This may not be a kick in the gut that others want to experience for a long time after their spouse’s death, and perhaps never.

3. There are other ways you can display your wedding ring if you choose to take it off.

I felt “naked” without my wedding ring. There was a physical sensation of nakedness from taking off a ring I’d worn for several decades. My hand felt strange and empty not to have it on anymore.

The second kind of nakedness was a psychological one. When I took off my wedding ring, it altered the identity I'd had for four decades: The ring signaled to me and to others that I was married. Not wearing a wedding ring gives a different signal, that I’m single, unattached.

This shift is profound. Even though your spouse may have died, if you’re still wearing the ring. It’s like you’re wearing a protective garment that insulates you from the nakedness of being alone.

I found this psychological nakedness to be long-lasting. It was an unexpected vulnerability that took some strength to accept.

If you take off your ring, you can still choose to keep it close if that psychological "nakedness" is too much for you. This includes wearing it on a neecklace, or even putting it on your right hand, which is the traditional place to move your wedding band after becoming a widow.

You can also have a jeweler "redesign" the ring to make it something special.

4. How long should you wait before dating after becoming a widow?

This can be a tricky question, because you're dealing with such a huge loss. How long you should wait to start dating again after losing your spouse depends entirely on you and your comfort level.

You're mourning the loss of someone you loved, but if it feels right to wait a few months or a few years, you should ask yourself what feels right for your happiness.

Becoming a widow is not a situation anyone wants to find themselves in, and learning how to navigate it can be painful. After losing your spouse, focus on healing. Both from your loss and from your heartache, and you will have a better way to decide what's right for you.

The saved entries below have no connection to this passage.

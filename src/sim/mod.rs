//! Simulation module
//!
//! All gameplay logic lives here. This module must stay pure:
//! - Time multiplier `tm` passed explicitly to every update
//! - Seeded RNG only, passed by reference
//! - Fixed per-tick order (input, player, road, items, camera)
//! - No rendering or platform dependencies

pub mod autopilot;
pub mod geometry;
pub mod input;
pub mod item;
pub mod player;
pub mod pool;
pub mod road;
pub mod sprite;
pub mod state;
pub mod tick;

pub use geometry::is_inside_triangle;
pub use input::{ButtonState, Buttons, InputSnapshot};
pub use item::{Item, ItemKind};
pub use player::{Player, SpeedLimit};
pub use pool::{Exhausted, Pool, Poolable};
pub use road::{Decoration, Road, RoadPiece, SpawnSite};
pub use sprite::{Flip, Sprite};
pub use state::{GameEvent, GamePhase, GameState};
pub use tick::tick;
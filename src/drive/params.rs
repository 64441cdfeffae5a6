/*
 * Copyright (c):
 * 2025 zephyrj
 * zephyrj@protonmail.com
 *
 * This file is part of reduction-drive.
 *
 * reduction-drive is free software: you can redistribute it and/or modify
 * it under the terms of the GNU General Public License as published by
 * the Free Software Foundation, either version 3 of the License, or
 * (at your option) any later version.
 *
 * reduction-drive is distributed in the hope that it will be useful,
 * but WITHOUT ANY WARRANTY; without even the implied warranty of
 * MERCHANTABILITY or FITNESS FOR A PARTICULAR PURPOSE.  See the
 * GNU General Public License for more details.
 *
 * You should have received a copy of the GNU General Public License
 * along with reduction-drive. If not, see <https://www.gnu.org/licenses/>.
 */

use std::ops::RangeInclusive;

use serde::{Deserialize, Serialize};

use crate::error::Result;

/// Dual-copy tunable state. The plain fields are authoritative and survive a
/// save/reload cycle; the gui_ fields mirror whatever the editor sliders
/// currently hold and are only committed on a modification notification.
///
/// The transforms need every scalar strictly positive to produce
/// non-degenerate output. The core never clamps; bounding input is the
/// editing collaborator's job (see the range constants).
#[derive(Debug, Clone, PartialEq)]
pub struct TunableParameters {
    // reduction ratio is a torque multiplier (and speed de-multiplier)
    pub reduction_ratio: f64,
    pub endurance_mass_modifier: f64,
    pub gui_reduction_ratio: f64,
    pub gui_endurance_mass_modifier: f64,
}

impl TunableParameters {
    /// Editor slider bounds for the reduction ratio.
    pub const REDUCTION_RATIO_RANGE: RangeInclusive<f64> = 0.3..=3.0;
    /// Editor slider bounds for the endurance/mass modifier.
    pub const ENDURANCE_RANGE: RangeInclusive<f64> = 0.5..=3.0;
    /// Sliders display one decimal place ("0.0").
    pub const GUI_DECIMAL_PLACES: u32 = 1;

    pub fn save(&self) -> PersistedFields {
        PersistedFields {
            reduction_ratio: self.reduction_ratio,
            endurance_mass_modifier: self.endurance_mass_modifier,
        }
    }

    pub fn restore(&mut self, fields: &PersistedFields) {
        self.reduction_ratio = fields.reduction_ratio;
        self.endurance_mass_modifier = fields.endurance_mass_modifier;
    }
}

impl Default for TunableParameters {
    fn default() -> TunableParameters {
        TunableParameters {
            reduction_ratio: 1.0,
            endurance_mass_modifier: 1.0,
            gui_reduction_ratio: 1.0,
            gui_endurance_mass_modifier: 1.0,
        }
    }
}

/// The two named scalar fields the persistence collaborator stores.
#[derive(Debug, Clone, Copy, PartialEq, Serialize, Deserialize)]
pub struct PersistedFields {
    pub reduction_ratio: f64,
    pub endurance_mass_modifier: f64,
}

impl PersistedFields {
    pub fn from_json_bytes(bytes: &[u8]) -> Result<PersistedFields> {
        Ok(serde_json::from_slice(bytes)?)
    }

    pub fn to_json_bytes(&self) -> Result<Vec<u8>> {
        Ok(serde_json::to_vec_pretty(self)?)
    }
}

impl Default for PersistedFields {
    fn default() -> PersistedFields {
        PersistedFields {
            reduction_ratio: 1.0,
            endurance_mass_modifier: 1.0,
        }
    }
}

The only reasons I see for no longer wearing your wedding ring are:

  • If and when it no longer feels “right” to do so. This is what happened to me. It wasn’t a planned decision to take off the rings, nor was it that I’d reached a certain milestone after my spouse’s death that triggered the action. It was simply that I got an internal sense that it no longer seemed right to wear them.
  • You’re interested in dating and want to signal that you’re available. Most of us are conditioned to check out the ring finger on someone we’re potentially interested in, and if you find a ring there, you back off. If you reach a point in your widowhood when you don’t want potential dates to back away, it’s likely time to go ring-less.

Ultimately, it’s every widow and widower’s choice whether to continue wearing your wedding ring or not, and for how long. It is a personal matter for which society doesn’t specify an expected standard.

I had one expectation and ended up taking my ring off sooner than planned, because I’d unexpectedly reached a point when it felt right to do so. In this sensitive matter, as with many other personal decisions in life, you have to listen to your inner voice and do what feels right.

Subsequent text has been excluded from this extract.